Gemini Robotics-ER 1.6
4 hours ago
- #AI Reasoning
- #Robotics
- #Autonomous Systems
- Gemini Robotics-ER 1.6 is an upgraded reasoning-first model for robotics that enhances spatial reasoning and multi-view understanding for greater autonomy.
- The model specializes in visual/spatial understanding, task planning, success detection, and can call tools like Google Search or VLAs.
- Key improvements over previous versions include better pointing, counting, success detection, and new instrument reading capabilities for gauges and sight glasses.
- Pointing capabilities enable spatial reasoning, relational logic, motion reasoning, and constraint compliance as intermediate steps for complex tasks.
- Success detection allows robots to determine task completion and decide whether to retry or proceed, crucial for autonomy.
- Instrument reading combines spatial reasoning and world knowledge to interpret complex gauges, aiding in facility inspections with partners like Boston Dynamics.
- The model uses agentic vision, including zooming, pointing, and code execution, to achieve accurate instrument readings.

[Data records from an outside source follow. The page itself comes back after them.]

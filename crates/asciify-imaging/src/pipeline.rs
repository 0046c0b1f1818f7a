//! The three renditions offered to users, from raw upload bytes to output.

use asciify_core::config::RenderConfig;
use tracing::debug;

use crate::codec;
use crate::error::{ImagingError, Result};
use crate::palette::Palette;
use crate::render::{render_text_block, row_budget, RenderedText};
use crate::transform;

/// resize → grayscale → quantize → render.
///
/// Only the rows that fit `config.message_budget` are ever resized and
/// quantized; `total_rows` still reports the full height so the caller can say
/// how much was cut. A budget with room for no rows is `OutputTooLarge`.
pub fn ascii_art(bytes: &[u8], palette: &Palette, config: &RenderConfig) -> Result<RenderedText> {
    let image = codec::decode(bytes)?;
    let width = config.ascii_width as usize;
    let budget_rows = row_budget(width, config.message_budget);
    if budget_rows == 0 {
        return Err(ImagingError::OutputTooLarge {
            width,
            budget: config.message_budget,
        });
    }

    let max_rows = u32::try_from(budget_rows).unwrap_or(u32::MAX);
    let (resized, total_rows) = transform::resize_squashed_capped(
        &image,
        config.ascii_width,
        config.char_aspect,
        max_rows,
    )?;
    let gray = transform::to_grayscale(&resized)?;
    let grid = transform::quantize_to_palette(&gray, palette)?;

    let mut rendered = render_text_block(&grid, config.message_budget);
    rendered.total_rows = total_rows as usize;

    debug!(
        width = grid.width(),
        rows = rendered.rows,
        total_rows = rendered.total_rows,
        "ascii art rendered"
    );
    Ok(rendered)
}

/// Decode, mosaic with `config.pixel_block`, encode as JPEG.
pub fn pixelated_jpeg(bytes: &[u8], config: &RenderConfig) -> Result<Vec<u8>> {
    let image = codec::decode(bytes)?;
    let out = transform::pixelate(&image, config.pixel_block)?;
    codec::encode_jpeg(&out, config.jpeg_quality)
}

/// Decode, invert, encode as JPEG.
pub fn negative_jpeg(bytes: &[u8], config: &RenderConfig) -> Result<Vec<u8>> {
    let image = codec::decode(bytes)?;
    let out = transform::invert(&image)?;
    codec::encode_jpeg(&out, config.jpeg_quality)
}
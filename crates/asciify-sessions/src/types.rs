use chrono::{DateTime, Utc};

use asciify_core::{OwnerId, PhotoRef};
use asciify_imaging::Palette;

/// Where an owner is in the upload → palette → action flow.
///
/// Each variant carries only the fields that are valid at that step, so a
/// pending action can never be read without a photo behind it.
#[derive(Debug, Clone, PartialEq, Eq)]
pub enum SessionState {
    /// No request in flight. Never stored; the store reports it for absent owners.
    Idle,
    /// Photo received; waiting for the palette text. `palette` is the seed.
    AwaitingPalette { photo: PhotoRef, palette: Palette },
    /// Palette chosen; waiting for a menu tap.
    AwaitingAction { photo: PhotoRef, palette: Palette },
}

impl SessionState {
    pub fn name(&self) -> &'static str {
        match self {
            Self::Idle => "idle",
            Self::AwaitingPalette { .. } => "awaiting_palette",
            Self::AwaitingAction { .. } => "awaiting_action",
        }
    }

    pub fn photo(&self) -> Option<&PhotoRef> {
        match self {
            Self::Idle => None,
            Self::AwaitingPalette { photo, .. } | Self::AwaitingAction { photo, .. } => Some(photo),
        }
    }

    pub fn palette(&self) -> Option<&Palette> {
        match self {
            Self::Idle => None,
            Self::AwaitingPalette { palette, .. } | Self::AwaitingAction { palette, .. } => {
                Some(palette)
            }
        }
    }
}

/// One owner's in-flight request.
#[derive(Debug, Clone)]
pub struct Session {
    pub owner: OwnerId,
    pub state: SessionState,
    pub created_at: DateTime<Utc>,
    pub updated_at: DateTime<Utc>,
}

impl Session {
    pub(crate) fn new(owner: OwnerId, state: SessionState) -> Self {
        let now = Utc::now();
        Self {
            owner,
            state,
            created_at: now,
            updated_at: now,
        }
    }

    pub(crate) fn touch(&mut self) {
        self.updated_at = Utc::now();
    }
}

/// Everything needed to run a chosen transformation, detached from the store.
#[derive(Debug, Clone, PartialEq, Eq)]
pub struct ClaimedJob {
    pub owner: OwnerId,
    pub photo: PhotoRef,
    pub palette: Palette,
}

#[cfg(test)]
mod tests {
    use super::*;

    #[test]
    fn idle_has_no_photo() {
        assert!(SessionState::Idle.photo().is_none());
        assert!(SessionState::Idle.palette().is_none());
    }

    #[test]
    fn awaiting_states_expose_photo() {
        let state = SessionState::AwaitingAction {
            photo: PhotoRef::new("file-1"),
            palette: Palette::default(),
        };
        assert_eq!(state.photo(), Some(&PhotoRef::new("file-1")));
        assert_eq!(state.name(), "awaiting_action");
    }
}
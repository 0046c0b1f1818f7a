pub mod error;
pub mod gateway;
pub mod types;

pub use error::ChannelError;
pub use gateway::Gateway;
pub use types::{BotCommand, InboundEvent, MenuOption, MessageFormat, OutboundText};
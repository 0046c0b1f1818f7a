use async_trait::async_trait;

use asciify_core::{OwnerId, PhotoRef};

use crate::{
    error::ChannelError,
    types::{MenuOption, OutboundText},
};

/// Outbound side of a messaging transport, as seen by the conversation flow.
///
/// Implementations must be `Send + Sync`: the flow shares one gateway across
/// every concurrently running event handler.
#[async_trait]
pub trait Gateway: Send + Sync {
    /// Stable lowercase identifier (e.g. `"telegram"`), used in logs.
    fn name(&self) -> &str;

    /// Download the bytes of a previously uploaded photo.
    async fn fetch_photo(&self, photo: &PhotoRef) -> Result<Vec<u8>, ChannelError>;

    async fn send_text(&self, owner: OwnerId, text: &OutboundText) -> Result<(), ChannelError>;

    /// Deliver an encoded image (JPEG) as a photo.
    async fn send_image(&self, owner: OwnerId, image: Vec<u8>) -> Result<(), ChannelError>;

    /// Show `prompt` with one button per option.
    async fn prompt_action_menu(
        &self,
        owner: OwnerId,
        prompt: &str,
        options: &[MenuOption],
    ) -> Result<(), ChannelError>;
}
//! Per-owner conversation state machine.
//!
//! | State            | Event         | Next             |
//! |------------------|---------------|------------------|
//! | any              | photo         | AwaitingPalette  |
//! | AwaitingPalette  | text          | AwaitingAction   |
//! | AwaitingPalette  | blank text    | AwaitingPalette  |
//! | AwaitingAction   | menu tap      | Idle             |
//! | Idle             | text / menu   | Idle (ignored)   |
//!
//! A menu tap claims the session before the photo is fetched, so whatever
//! happens afterwards (success, fetch failure, codec error) the owner is
//! back to `Idle` and a fresh upload starts clean. Failures never clear a
//! session that belongs to a newer upload.

use std::sync::Arc;

use tracing::{debug, info, trace, warn};

use asciify_channels::{BotCommand, Gateway, InboundEvent, MenuOption, OutboundText};
use asciify_core::config::RenderConfig;
use asciify_core::{OwnerId, PhotoRef};
use asciify_imaging::{pipeline, Palette};
use asciify_sessions::{ClaimedJob, SessionState, SessionStore};

use crate::error::FlowError;
use crate::prompts;

/// What a single event did. Mostly useful to tests and logs.
#[derive(Debug, Clone, PartialEq, Eq)]
pub enum Outcome {
    /// A photo started a new session; `restarted` if it replaced one in progress.
    Started { restarted: bool },
    /// The palette was accepted and the menu shown.
    PaletteSet,
    /// Blank palette; the user was asked again.
    PaletteRejected,
    /// The transformation result was sent.
    Delivered { option: MenuOption, truncated: bool },
    /// The request ended in an error; the session is cleared and the user told.
    Failed,
    /// A command was answered.
    Replied,
    /// The event did not match the owner's state.
    Ignored,
}

/// Drives sessions through the flow and talks to the gateway.
///
/// Cheap to share: wrap in an `Arc` and call [`Conversation::handle`] from as
/// many tasks as the dispatcher likes.
pub struct Conversation<G: Gateway> {
    gateway: Arc<G>,
    sessions: Arc<SessionStore>,
    render: RenderConfig,
    seed: Palette,
}

impl<G: Gateway + 'static> Conversation<G> {
    /// The seed palette comes from `render.default_palette`, taken verbatim.
    pub fn new(
        gateway: Arc<G>,
        sessions: Arc<SessionStore>,
        render: RenderConfig,
    ) -> Result<Self, FlowError> {
        let seed = Palette::new(&render.default_palette)?;
        info!(gateway = gateway.name(), seed = %seed, "conversation ready");
        Ok(Self {
            gateway,
            sessions,
            render,
            seed,
        })
    }

    pub fn sessions(&self) -> &SessionStore {
        &self.sessions
    }

    pub async fn handle(&self, event: InboundEvent) -> Outcome {
        match event {
            InboundEvent::PhotoUploaded { owner, photo } => self.on_photo(owner, photo).await,
            InboundEvent::TextReceived { owner, text } => self.on_text(owner, &text).await,
            InboundEvent::MenuSelected { owner, option } => self.on_menu(owner, option).await,
            InboundEvent::Command { owner, command } => self.on_command(owner, command).await,
        }
    }

    async fn on_photo(&self, owner: OwnerId, photo: PhotoRef) -> Outcome {
        let previous = self.sessions.begin(owner, photo.clone(), self.seed.clone());
        let restarted = previous != SessionState::Idle;
        if restarted {
            debug!(owner = %owner, discarded = previous.name(), "new upload replaced session");
        }

        let prompt = OutboundText::plain(prompts::photo_received(&self.seed));
        if let Err(e) = self.gateway.send_text(owner, &prompt).await {
            return self.fail(owner, e.into(), Some(&photo)).await;
        }
        Outcome::Started { restarted }
    }

    async fn on_text(&self, owner: OwnerId, text: &str) -> Outcome {
        let SessionState::AwaitingPalette { photo, .. } = self.sessions.state(owner) else {
            trace!(owner = %owner, "text outside palette step ignored");
            return Outcome::Ignored;
        };

        let palette = match Palette::from_user_input(text) {
            Ok(p) => p,
            Err(e) => {
                debug!(owner = %owner, error = %e, "palette rejected");
                let retry = OutboundText::plain(prompts::PALETTE_EMPTY);
                if let Err(e) = self.gateway.send_text(owner, &retry).await {
                    return self.fail(owner, e.into(), Some(&photo)).await;
                }
                return Outcome::PaletteRejected;
            }
        };

        // The state may have moved on since the check above (e.g. a new upload).
        if !self.sessions.choose_palette(owner, palette.clone()) {
            return Outcome::Ignored;
        }

        let prompt = prompts::palette_set(&palette);
        if let Err(e) = self
            .gateway
            .prompt_action_menu(owner, &prompt, &MenuOption::ALL)
            .await
        {
            return self.fail(owner, e.into(), Some(&photo)).await;
        }
        Outcome::PaletteSet
    }

    async fn on_menu(&self, owner: OwnerId, option: MenuOption) -> Outcome {
        let Some(job) = self.sessions.claim(owner) else {
            trace!(owner = %owner, option = ?option, "menu tap without pending action ignored");
            return Outcome::Ignored;
        };

        info!(owner = %owner, option = ?option, photo = %job.photo, "processing request");
        match self.run(&job, option).await {
            Ok(truncated) => {
                info!(owner = %owner, option = ?option, truncated, "result delivered");
                Outcome::Delivered { option, truncated }
            }
            // Already removed by the claim.
            Err(e) => self.fail(owner, e, None).await,
        }
    }

    async fn on_command(&self, owner: OwnerId, command: BotCommand) -> Outcome {
        let reply = match command {
            BotCommand::Start => prompts::WELCOME,
            BotCommand::Help => prompts::HELP,
            BotCommand::Cancel => {
                if self.sessions.clear(owner) {
                    prompts::CANCELLED
                } else {
                    prompts::NOTHING_TO_CANCEL
                }
            }
        };

        if let Err(e) = self.gateway.send_text(owner, &OutboundText::plain(reply)).await {
            warn!(owner = %owner, error = %e, "command reply failed");
            return Outcome::Failed;
        }
        Outcome::Replied
    }

    /// Fetch, transform, deliver. Returns whether the ASCII art was truncated.
    async fn run(&self, job: &ClaimedJob, option: MenuOption) -> Result<bool, FlowError> {
        let bytes = self.gateway.fetch_photo(&job.photo).await?;
        let render = self.render.clone();

        match option {
            MenuOption::Ascii => {
                let palette = job.palette.clone();
                let rendered = tokio::task::spawn_blocking(move || {
                    pipeline::ascii_art(&bytes, &palette, &render)
                })
                .await??;

                let truncated = rendered.is_truncated();
                self.gateway
                    .send_text(job.owner, &OutboundText::preformatted(rendered.text))
                    .await?;
                if truncated {
                    let note = prompts::truncated(rendered.rows, rendered.total_rows);
                    if let Err(e) = self
                        .gateway
                        .send_text(job.owner, &OutboundText::plain(note))
                        .await
                    {
                        warn!(
                            owner = %job.owner,
                            error = %e,
                            "truncation note could not be sent"
                        );
                    }
                }
                Ok(truncated)
            }
            MenuOption::Pixelate => {
                let jpeg =
                    tokio::task::spawn_blocking(move || pipeline::pixelated_jpeg(&bytes, &render))
                        .await??;
                self.gateway.send_image(job.owner, jpeg).await?;
                Ok(false)
            }
            MenuOption::Negative => {
                let jpeg =
                    tokio::task::spawn_blocking(move || pipeline::negative_jpeg(&bytes, &render))
                        .await??;
                self.gateway.send_image(job.owner, jpeg).await?;
                Ok(false)
            }
        }
    }

    /// Tell the owner why their request ended.
    ///
    /// `pending` is the photo whose session is still stored; it is dropped
    /// unless a newer upload has replaced it.
    async fn fail(
        &self,
        owner: OwnerId,
        error: FlowError,
        pending: Option<&PhotoRef>,
    ) -> Outcome {
        warn!(owner = %owner, error = %error, "request failed");
        if let Some(photo) = pending {
            self.sessions.discard(owner, photo);
        }

        let notice = OutboundText::plain(prompts::failed(&error.user_message()));
        if let Err(e) = self.gateway.send_text(owner, &notice).await {
            warn!(owner = %owner, error = %e, "failure notice could not be sent");
        }
        Outcome::Failed
    }
}
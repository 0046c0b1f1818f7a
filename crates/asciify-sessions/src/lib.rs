pub mod store;
pub mod sweeper;
pub mod types;

pub use store::SessionStore;
pub use sweeper::run_sweeper;
pub use types::{ClaimedJob, Session, SessionState};
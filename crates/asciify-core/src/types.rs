use serde::{Deserialize, Serialize};
use std::fmt;

/// Identifies the chat a session belongs to.
///
/// For Telegram this is the numeric chat id; private chats share it with the user id.
#[derive(Debug, Clone, Copy, PartialEq, Eq, Hash, Serialize, Deserialize)]
pub struct OwnerId(pub i64);

impl OwnerId {
    pub fn get(self) -> i64 {
        self.0
    }
}

impl fmt::Display for OwnerId {
    fn fmt(&self, f: &mut fmt::Formatter<'_>) -> fmt::Result {
        write!(f, "{}", self.0)
    }
}

impl From<i64> for OwnerId {
    fn from(id: i64) -> Self {
        Self(id)
    }
}

/// Opaque handle to an uploaded photo in the transport's media store.
#[derive(Debug, Clone, PartialEq, Eq, Hash, Serialize, Deserialize)]
pub struct PhotoRef(pub String);

impl PhotoRef {
    pub fn new(id: impl Into<String>) -> Self {
        Self(id.into())
    }

    pub fn as_str(&self) -> &str {
        &self.0
    }
}

impl fmt::Display for PhotoRef {
    fn fmt(&self, f: &mut fmt::Formatter<'_>) -> fmt::Result {
        f.write_str(&self.0)
    }
}

impl From<String> for PhotoRef {
    fn from(s: String) -> Self {
        Self(s)
    }
}

impl From<&str> for PhotoRef {
    fn from(s: &str) -> Self {
        Self(s.to_string())
    }
}

#[cfg(test)]
mod tests {
    use super::*;

    #[test]
    fn owner_id_displays_raw_number() {
        assert_eq!(OwnerId(-100_123).to_string(), "-100123");
    }

    #[test]
    fn photo_ref_from_str() {
        let photo: PhotoRef = "AgACAgIAAxkBAAIB".into();
        assert_eq!(photo.as_str(), "AgACAgIAAxkBAAIB");
    }
}
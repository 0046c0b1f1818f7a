//! The upload → palette → action conversation, independent of any transport.

pub mod error;
pub mod machine;
pub mod prompts;

pub use error::FlowError;
pub use machine::{Conversation, Outcome};
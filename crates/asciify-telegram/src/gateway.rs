//! [`Gateway`] over the Telegram Bot API.

use async_trait::async_trait;
use teloxide::net::Download;
use teloxide::prelude::*;
use teloxide::types::{InlineKeyboardButton, InlineKeyboardMarkup, InputFile};
use tracing::warn;

use asciify_channels::{ChannelError, Gateway, MenuOption, MessageFormat, OutboundText};
use asciify_core::{OwnerId, PhotoRef};

use crate::send;

pub struct TelegramGateway {
    bot: Bot,
    max_photo_bytes: u64,
}

impl TelegramGateway {
    pub fn new(bot: Bot, max_photo_bytes: u64) -> Self {
        Self {
            bot,
            max_photo_bytes,
        }
    }
}

/// One row of buttons, in the order given.
pub fn action_keyboard(options: &[MenuOption]) -> InlineKeyboardMarkup {
    InlineKeyboardMarkup::new(vec![options
        .iter()
        .map(|o| InlineKeyboardButton::callback(o.label(), o.callback_data()))
        .collect::<Vec<_>>()])
}

fn chat(owner: OwnerId) -> ChatId {
    ChatId(owner.get())
}

fn send_failed(e: teloxide::RequestError) -> ChannelError {
    ChannelError::SendFailed(e.to_string())
}

#[async_trait]
impl Gateway for TelegramGateway {
    fn name(&self) -> &str {
        "telegram"
    }

    /// `get_file` + `download_file`, refusing anything over the size ceiling
    /// before downloading it.
    async fn fetch_photo(&self, photo: &PhotoRef) -> Result<Vec<u8>, ChannelError> {
        let file = self.bot.get_file(photo.as_str()).await.map_err(|e| {
            warn!(file_id = %photo, error = %e, "Telegram: get_file failed");
            ChannelError::FetchFailed(e.to_string())
        })?;

        let size = u64::from(file.size);
        if size > self.max_photo_bytes {
            return Err(ChannelError::TooLarge {
                size,
                max: self.max_photo_bytes,
            });
        }

        let mut buf: Vec<u8> = Vec::with_capacity(size as usize);
        self.bot
            .download_file(&file.path, &mut buf)
            .await
            .map_err(|e| {
                warn!(file_id = %photo, error = %e, "Telegram: download_file failed");
                ChannelError::FetchFailed(e.to_string())
            })?;
        Ok(buf)
    }

    async fn send_text(&self, owner: OwnerId, text: &OutboundText) -> Result<(), ChannelError> {
        match text.format {
            MessageFormat::PlainText => send::send_plain(&self.bot, chat(owner), &text.content).await,
            MessageFormat::Preformatted => {
                send::send_preformatted(&self.bot, chat(owner), &text.content).await
            }
        }
        .map_err(send_failed)
    }

    async fn send_image(&self, owner: OwnerId, image: Vec<u8>) -> Result<(), ChannelError> {
        let photo = InputFile::memory(image).file_name("result.jpg");
        self.bot
            .send_photo(chat(owner), photo)
            .await
            .map_err(send_failed)?;
        Ok(())
    }

    async fn prompt_action_menu(
        &self,
        owner: OwnerId,
        prompt: &str,
        options: &[MenuOption],
    ) -> Result<(), ChannelError> {
        self.bot
            .send_message(chat(owner), prompt)
            .reply_markup(action_keyboard(options))
            .await
            .map_err(send_failed)?;
        Ok(())
    }
}

#[cfg(test)]
mod tests {
    use super::*;
    use teloxide::types::InlineKeyboardButtonKind;

    #[test]
    fn keyboard_has_one_button_per_option() {
        let keyboard = action_keyboard(&MenuOption::ALL);
        assert_eq!(keyboard.inline_keyboard.len(), 1);

        let row = &keyboard.inline_keyboard[0];
        let labels: Vec<&str> = row.iter().map(|b| b.text.as_str()).collect();
        assert_eq!(labels, ["Pixelate", "ASCII Art", "Negative"]);

        let data: Vec<String> = row
            .iter()
            .filter_map(|b| match &b.kind {
                InlineKeyboardButtonKind::CallbackData(d) => Some(d.clone()),
                _ => None,
            })
            .collect();
        assert_eq!(data, ["pixelate", "ascii", "negative"]);
    }
}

- Gemini Robotics-ER 1.6 is the safest robotics model yet, with improved compliance with safety policies and hazard identification in text/video scenarios.
- Developers can access the model via Gemini API and Google AI Studio, with a Colab provided for getting started.
- Collaboration is encouraged; users can submit labeled images of failure modes to help improve future model capabilities.